Print the data that follows exactly.

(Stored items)
◇ ◇ ◇ ◇ ◇ ◇ ◇
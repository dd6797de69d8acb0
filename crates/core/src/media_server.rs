// SPDX-License-Identifier: BUSL-1.1
// Copyright (c) 2026 Alfred Jean LLC

//! MediaServer: an informational target (Emby/Jellyfin/Plex). Not
//! consumed by the core; kept so Jobs can reference one (spec §3).

use crate::ids::MediaServerId;
use serde::{Deserialize, Serialize};

#[derive(Debug, Clone, Copy, PartialEq, Eq, Serialize, Deserialize)]
#[serde(rename_all = "snake_case")]
pub enum MediaServerKind {
    Emby,
    Jellyfin,
    Plex,
}

#[derive(Debug, Clone, PartialEq, Eq, Serialize, Deserialize)]
pub struct MediaServer {
    pub id: MediaServerId,
    pub name: String,
    pub kind: MediaServerKind,
    pub base_url: String,
    pub api_key: Option<String>,
}
// SPDX-License-Identifier: BUSL-1.1
// Copyright (c) 2026 Alfred Jean LLC

//! MediaServer repository: CRUD over the `media_servers` table (spec §6).
//! Informational only — not consumed by the core pipeline (spec §3).

use crate::error::QueueError;
use sqlx::{Row, SqlitePool};
use strmsync_core::{MediaServer, MediaServerKind};

fn kind_from_str(s: &str) -> Result<MediaServerKind, QueueError> {
    match s {
        "emby" => Ok(MediaServerKind::Emby),
        "jellyfin" => Ok(MediaServerKind::Jellyfin),
        "plex" => Ok(MediaServerKind::Plex),
        other => Err(QueueError::Malformed(format!("unknown media server kind {other}"))),
    }
}

fn kind_str(k: MediaServerKind) -> &'static str {
    match k {
        MediaServerKind::Emby => "emby",
        MediaServerKind::Jellyfin => "jellyfin",
        MediaServerKind::Plex => "plex",
    }
}

fn row_to_media_server(row: &sqlx::sqlite::SqliteRow) -> Result<MediaServer, QueueError> {
    Ok(MediaServer {
        id: row.try_get::<String, _>("id")?.into(),
        name: row.try_get("name")?,
        kind: kind_from_str(&row.try_get::<String, _>("kind")?)?,
        base_url: row.try_get("base_url")?,
        api_key: row.try_get("api_key")?,
    })
}

pub async fn insert(pool: &SqlitePool, server: &MediaServer) -> Result<(), QueueError> {
    sqlx::query(
        "INSERT INTO media_servers (id, name, kind, base_url, api_key) VALUES (?, ?, ?, ?, ?)",
    )
    .bind(server.id.as_str())
    .bind(&server.name)
    .bind(kind_str(server.kind))
    .bind(&server.base_url)
    .bind(&server.api_key)
    .execute(pool)
    .await
    .map_err(QueueError::from_insert)?;
    Ok(())
}

pub async fn get(pool: &SqlitePool, id: &str) -> Result<MediaServer, QueueError> {
    let row = sqlx::query("SELECT * FROM media_servers WHERE id = ?")
        .bind(id)
        .fetch_optional(pool)
        .await?
        .ok_or(QueueError::NotFound)?;
    row_to_media_server(&row)
}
◇ ◇ ◇ ◇ ◇ ◇ ◇
__Task output__
repository dd6797de69d8acb0
filename crates/core/src/media_server.rs
// SPDX-License-Identifier: BUSL-1.1
// Copyright (c) 2026 Alfred Jean LLC

//! MediaServer: an informational target (Emby/Jellyfin/Plex). Not
//! consumed by the core; kept so Jobs can reference one (spec §3).

use crate::ids::MediaServerId;
use serde::{Deserialize, Serialize};

#[derive(Debug, Clone, Copy, PartialEq, Eq, Serialize, Deserialize)]
#[serde(rename_all = "snake_case")]
pub enum MediaServerKind {
    Emby,
    Jellyfin,
    Plex,
}

#[derive(Debug, Clone, PartialEq, Eq, Serialize, Deserialize)]
pub struct MediaServer {
    pub id: MediaServerId,
    pub name: String,
    pub kind: MediaServerKind,
    pub base_url: String,
    pub api_key: Option<String>,
}
// SPDX-License-Identifier: BUSL-1.1
// Copyright (c) 2026 Alfred Jean LLC

//! MediaServer repository: CRUD over the `media_servers` table (spec §6).
//! Informational only — not consumed by the core pipeline (spec §3).

use crate::error::QueueError;
use sqlx::{Row, SqlitePool};
use strmsync_core::{MediaServer, MediaServerKind};

fn kind_from_str(s: &str) -> Result<MediaServerKind, QueueError> {
    match s {
        "emby" => Ok(MediaServerKind::Emby),
        "jellyfin" => Ok(MediaServerKind::Jellyfin),
        "plex" => Ok(MediaServerKind::Plex),
        other => Err(QueueError::Malformed(format!("unknown media server kind {other}"))),
    }
}

fn kind_str(k: MediaServerKind) -> &'static str {
    match k {
        MediaServerKind::Emby => "emby",
        MediaServerKind::Jellyfin => "jellyfin",
        MediaServerKind::Plex => "plex",
    }
}

fn row_to_media_server(row: &sqlx::sqlite::SqliteRow) -> Result<MediaServer, QueueError> {
    Ok(MediaServer {
        id: row.try_get::<String, _>("id")?.into(),
        name: row.try_get("name")?,
        kind: kind_from_str(&row.try_get::<String, _>("kind")?)?,
        base_url: row.try_get("base_url")?,
        api_key: row.try_get("api_key")?,
    })
}

pub async fn insert(pool: &SqlitePool, server: &MediaServer) -> Result<(), QueueError> {
    sqlx::query(
        "INSERT INTO media_servers (id, name, kind, base_url, api_key) VALUES (?, ?, ?, ?, ?)",
    )
    .bind(server.id.as_str())
    .bind(&server.name)
    .bind(kind_str(server.kind))
    .bind(&server.base_url)
    .bind(&server.api_key)
    .execute(pool)
    .await
    .map_err(QueueError::from_insert)?;
    Ok(())
}

pub async fn get(pool: &SqlitePool, id: &str) -> Result<MediaServer, QueueError> {
    let row = sqlx::query("SELECT * FROM media_servers WHERE id = ?")
        .bind(id)
        .fetch_optional(pool)
        .await?
        .ok_or(QueueError::NotFound)?;
    row_to_media_server(&row)
}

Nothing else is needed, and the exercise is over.